→ PROBLEM STATEMENT: Would you find each line in the entries below with the string "command" and copy it?

→ ENTRIES PROVIDED:
_____
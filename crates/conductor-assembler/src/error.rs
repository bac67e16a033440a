use thiserror::Error;

#[derive(Debug, Error)]
pub enum AssemblerError {
    #[error("decryption failed: {0}")]
    Decryption(String),
}

pub type Result<T> = std::result::Result<T, AssemblerError>;
use chrono::{DateTime, Utc};
use serde::{Deserialize, Serialize};
use serde_json::{Map, Value};

use crate::ids::{ConversationId, UserId};

/// Lifecycle state of a conversation.
#[derive(Debug, Clone, Copy, PartialEq, Eq, Serialize, Deserialize)]
#[serde(rename_all = "snake_case")]
pub enum ConversationStatus {
    Active,
    Background,
    WaitingInput,
    Archived,
}

impl std::fmt::Display for ConversationStatus {
    fn fmt(&self, f: &mut std::fmt::Formatter<'_>) -> std::fmt::Result {
        let s = match self {
            ConversationStatus::Active => "active",
            ConversationStatus::Background => "background",
            ConversationStatus::WaitingInput => "waiting_input",
            ConversationStatus::Archived => "archived",
        };
        write!(f, "{s}")
    }
}

/// How a `background` conversation is re-invoked by the conversation worker.
#[derive(Debug, Clone, Serialize, Deserialize)]
#[serde(tag = "type", rename_all = "snake_case")]
pub enum Schedule {
    Cron { cron_expression: String },
    Scheduled { run_at: DateTime<Utc> },
    Immediate,
}

/// Type of a pending question blocking a conversation on user input.
#[derive(Debug, Clone, Copy, PartialEq, Eq, Serialize, Deserialize)]
#[serde(rename_all = "snake_case")]
pub enum PendingQuestionType {
    Confirmation,
    Choice,
    Input,
}

#[derive(Debug, Clone, Serialize, Deserialize)]
pub struct PendingQuestion {
    #[serde(rename = "type")]
    pub kind: PendingQuestionType,
    pub prompt: String,
    #[serde(default, skip_serializing_if = "Option::is_none")]
    pub options: Option<Vec<String>>,
}

/// The conversation's embedded three-part state machine payload.
///
/// `context` and `data` are free-form JSON objects; `step` is an opaque
/// label the LLM reads back on the next worker cycle. Updates only ever
/// shallow-merge into `data`/`context` — nested objects are replaced
/// wholesale, never deep-merged.
#[derive(Debug, Clone, Serialize, Deserialize, Default)]
pub struct ConversationState {
    #[serde(default)]
    pub context: Map<String, Value>,
    #[serde(default = "default_step")]
    pub step: String,
    #[serde(default)]
    pub data: Map<String, Value>,
}

fn default_step() -> String {
    "initial".to_string()
}

/// Shallow-merge `patch` into `target`: top-level keys are overwritten,
/// nested objects are replaced wholesale, never recursively merged.
pub fn shallow_merge(target: &mut Map<String, Value>, patch: &Map<String, Value>) {
    for (k, v) in patch {
        target.insert(k.clone(), v.clone());
    }
}

#[derive(Debug, Clone, Serialize, Deserialize)]
pub struct Conversation {
    pub id: ConversationId,
    pub user_id: UserId,
    pub title: String,
    pub status: ConversationStatus,
    #[serde(default, skip_serializing_if = "Option::is_none")]
    pub schedule: Option<Schedule>,
    #[serde(default, skip_serializing_if = "Option::is_none")]
    pub next_run_at: Option<DateTime<Utc>>,
    pub state: ConversationState,
    #[serde(default, skip_serializing_if = "Option::is_none")]
    pub pending_question: Option<PendingQuestion>,
    #[serde(default, skip_serializing_if = "Option::is_none")]
    pub claude_session_id: Option<String>,
    #[serde(default)]
    pub skills: Vec<String>,
    #[serde(default)]
    pub consecutive_failures: u32,
    pub created_at: DateTime<Utc>,
    pub updated_at: DateTime<Utc>,
}

impl Conversation {
    pub fn new(id: ConversationId, user_id: UserId, title: impl Into<String>) -> Self {
        let now = Utc::now();
        Self {
            id,
            user_id,
            title: title.into(),
            status: ConversationStatus::Active,
            schedule: None,
            next_run_at: None,
            state: ConversationState::default(),
            pending_question: None,
            claude_session_id: None,
            skills: Vec::new(),
            consecutive_failures: 0,
            created_at: now,
            updated_at: now,
        }
    }

    /// Clearing a pending question re-derives status from the schedule.
    pub fn clear_pending_question(&mut self) {
        self.pending_question = None;
        self.status = if self.schedule.is_some() {
            ConversationStatus::Background
        } else {
            ConversationStatus::Active
        };
    }
}
use thiserror::Error;

#[derive(Debug, Error)]
pub enum ProtocolError {
    #[error("malformed {field} object: {reason}")]
    MalformedField { field: String, reason: String },
}

pub type Result<T> = std::result::Result<T, ProtocolError>;
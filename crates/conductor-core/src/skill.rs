//! Skills — named bundles of tools, MCP servers, sub-agents and prompt
//! fragments, composable by merge. Static configuration, not persisted:
//! the registry that supplies `Skill` values is external, pluggable
//! data.

use std::collections::HashMap;

use indexmap::IndexSet;
use serde::{Deserialize, Serialize};

/// Descriptor for an out-of-process MCP tool provider.
#[derive(Debug, Clone, Serialize, Deserialize)]
pub struct McpServerSpec {
    pub command: String,
    #[serde(default)]
    pub args: Vec<String>,
    #[serde(default)]
    pub env: HashMap<String, String>,
}

/// Descriptor for a named sub-agent a skill wants available.
#[derive(Debug, Clone, Serialize, Deserialize)]
pub struct SubAgentSpec {
    pub description: String,
    pub prompt: String,
    pub tools: Vec<String>,
    pub model: Option<String>,
}

#[derive(Debug, Clone, Serialize, Deserialize)]
pub struct Skill {
    pub name: String,
    pub description: String,
    #[serde(default)]
    pub prompt: Option<String>,
    #[serde(default)]
    pub tools: Vec<String>,
    #[serde(default)]
    pub mcp_servers: HashMap<String, McpServerSpec>,
    #[serde(default)]
    pub sub_agents: HashMap<String, SubAgentSpec>,
}

/// Result of merging a list of resolved skills.
#[derive(Debug, Clone, Default)]
pub struct MergedSkills {
    /// Deduplicated, first-occurrence order preserved.
    pub tools: IndexSet<String>,
    /// Last-writer-wins by name.
    pub mcp_servers: HashMap<String, McpServerSpec>,
    /// Last-writer-wins by name.
    pub sub_agents: HashMap<String, SubAgentSpec>,
    /// Concatenation of each skill's prompt fragment with a blank-line
    /// separator; `None` if no skill carried a prompt.
    pub prompt: Option<String>,
}

/// Merge resolved skills in input order. Unknown skill names are filtered
/// out by the caller before this is invoked.
pub fn merge(skills: &[Skill]) -> MergedSkills {
    let mut merged = MergedSkills::default();
    let mut prompt_parts: Vec<&str> = Vec::new();

    for skill in skills {
        for tool in &skill.tools {
            merged.tools.insert(tool.clone());
        }
        for (name, spec) in &skill.mcp_servers {
            merged.mcp_servers.insert(name.clone(), spec.clone());
        }
        for (name, spec) in &skill.sub_agents {
            merged.sub_agents.insert(name.clone(), spec.clone());
        }
        if let Some(p) = skill.prompt.as_deref() {
            if !p.is_empty() {
                prompt_parts.push(p);
            }
        }
    }

    if !prompt_parts.is_empty() {
        merged.prompt = Some(prompt_parts.join("\n\n"));
    }

    merged
}

#[cfg(test)]
mod tests {
    use super::*;

    fn skill(name: &str, tools: &[&str], prompt: Option<&str>) -> Skill {
        Skill {
            name: name.to_string(),
            description: String::new(),
            prompt: prompt.map(String::from),
            tools: tools.iter().map(|s| s.to_string()).collect(),
            mcp_servers: HashMap::new(),
            sub_agents: HashMap::new(),
        }
    }

    #[test]
    fn tools_are_deduplicated_preserving_first_occurrence_order() {
        let skills = vec![
            skill("a", &["Read", "Write"], None),
            skill("b", &["Write", "Bash"], None),
        ];
        let merged = merge(&skills);
        let order: Vec<&str> = merged.tools.iter().map(String::as_str).collect();
        assert_eq!(order, vec!["Read", "Write", "Bash"]);
    }

    #[test]
    fn mcp_servers_last_writer_wins() {
        let mut s1 = skill("a", &[], None);
        s1.mcp_servers.insert(
            "gmail".into(),
            McpServerSpec { command: "old".into(), args: vec![], env: HashMap::new() },
        );
        let mut s2 = skill("b", &[], None);
        s2.mcp_servers.insert(
            "gmail".into(),
            McpServerSpec { command: "new".into(), args: vec![], env: HashMap::new() },
        );
        let merged = merge(&[s1, s2]);
        assert_eq!(merged.mcp_servers.get("gmail").unwrap().command, "new");
    }

    #[test]
    fn prompts_concatenate_with_blank_line() {
        let skills = vec![skill("a", &[], Some("first")), skill("b", &[], Some("second"))];
        let merged = merge(&skills);
        assert_eq!(merged.prompt.as_deref(), Some("first\n\nsecond"));
    }

    #[test]
    fn no_prompts_yields_none() {
        let skills = vec![skill("a", &[], None)];
        let merged = merge(&skills);
        assert!(merged.prompt.is_none());
    }
}
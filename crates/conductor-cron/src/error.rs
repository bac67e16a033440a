use thiserror::Error;

/// Mirrors the shape of `skynet-scheduler`'s `SchedulerError`: a small,
/// named taxonomy rather than a string-only error.
#[derive(Debug, Error)]
pub enum CronError {
    #[error("bad cron expression {expr:?}: {reason}")]
    BadExpression { expr: String, reason: String },

    #[error("no run of {expr:?} falls within the lookahead window")]
    Unreachable { expr: String },
}

pub type Result<T> = std::result::Result<T, CronError>;
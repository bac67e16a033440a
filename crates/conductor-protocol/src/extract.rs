use serde_json::Value;

/// Scans `text` for the first balanced `{...}` span and parses it as JSON.
/// Brace/bracket counting is string-and-escape aware so a `}` inside a
/// quoted string doesn't end the object early.
///
/// Returns the parsed value together with the byte range it occupied in
/// `text`, so callers can strip it back out to recover the surrounding
/// prose (used to synthesize a `message` field when the object lacks one).
pub fn extract_json_object(text: &str) -> Option<(Value, std::ops::Range<usize>)> {
    let bytes = text.as_bytes();
    let start = text.find('{')?;

    let mut depth: i32 = 0;
    let mut in_string = false;
    let mut escaped = false;

    for (offset, &b) in bytes.iter().enumerate().skip(start) {
        if in_string {
            if escaped {
                escaped = false;
            } else if b == b'\\' {
                escaped = true;
            } else if b == b'"' {
                in_string = false;
            }
            continue;
        }

        match b {
            b'"' => in_string = true,
            b'{' => depth += 1,
            b'}' => {
                depth -= 1;
                if depth == 0 {
                    let end = offset + 1;
                    let span = &text[start..end];
                    if let Ok(value) = serde_json::from_str::<Value>(span) {
                        return Some((value, start..end));
                    }
                    return None;
                }
            }
            _ => {}
        }
    }
    None
}

/// Removes the byte range `span` from `text` and trims the remainder,
/// used to recover the prose around an extracted JSON object.
pub fn strip_span(text: &str, span: &std::ops::Range<usize>) -> String {
    let mut out = String::with_capacity(text.len());
    out.push_str(&text[..span.start]);
    out.push_str(&text[span.end..]);
    out.trim().to_string()
}

#[cfg(test)]
mod tests {
    use super::*;

    #[test]
    fn extracts_simple_object() {
        let text = r#"here you go {"message": "hi", "n": 1} thanks"#;
        let (value, span) = extract_json_object(text).unwrap();
        assert_eq!(value["message"], "hi");
        assert_eq!(&text[span.clone()], r#"{"message": "hi", "n": 1}"#);
    }

    #[test]
    fn ignores_braces_inside_strings() {
        let text = r#"{"message": "use a {} here"}"#;
        let (value, _) = extract_json_object(text).unwrap();
        assert_eq!(value["message"], "use a {} here");
    }

    #[test]
    fn returns_none_for_plain_text() {
        assert!(extract_json_object("just plain text, no json here").is_none());
    }

    #[test]
    fn strip_span_recovers_surrounding_prose() {
        let text = r#"Sure thing. {"message": "ok"} Let me know if you need more."#;
        let (_, span) = extract_json_object(text).unwrap();
        let stripped = strip_span(text, &span);
        assert_eq!(stripped, "Sure thing.  Let me know if you need more.");
    }
}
_____
→ RESULT FOR THIS TASK:
    pub command: String,
            McpServerSpec { command: "old".into(), args: vec![], env: HashMap::new() },
            McpServerSpec { command: "new".into(), args: vec![], env: HashMap::new() },
        assert_eq!(merged.mcp_servers.get("gmail").unwrap().command, "new");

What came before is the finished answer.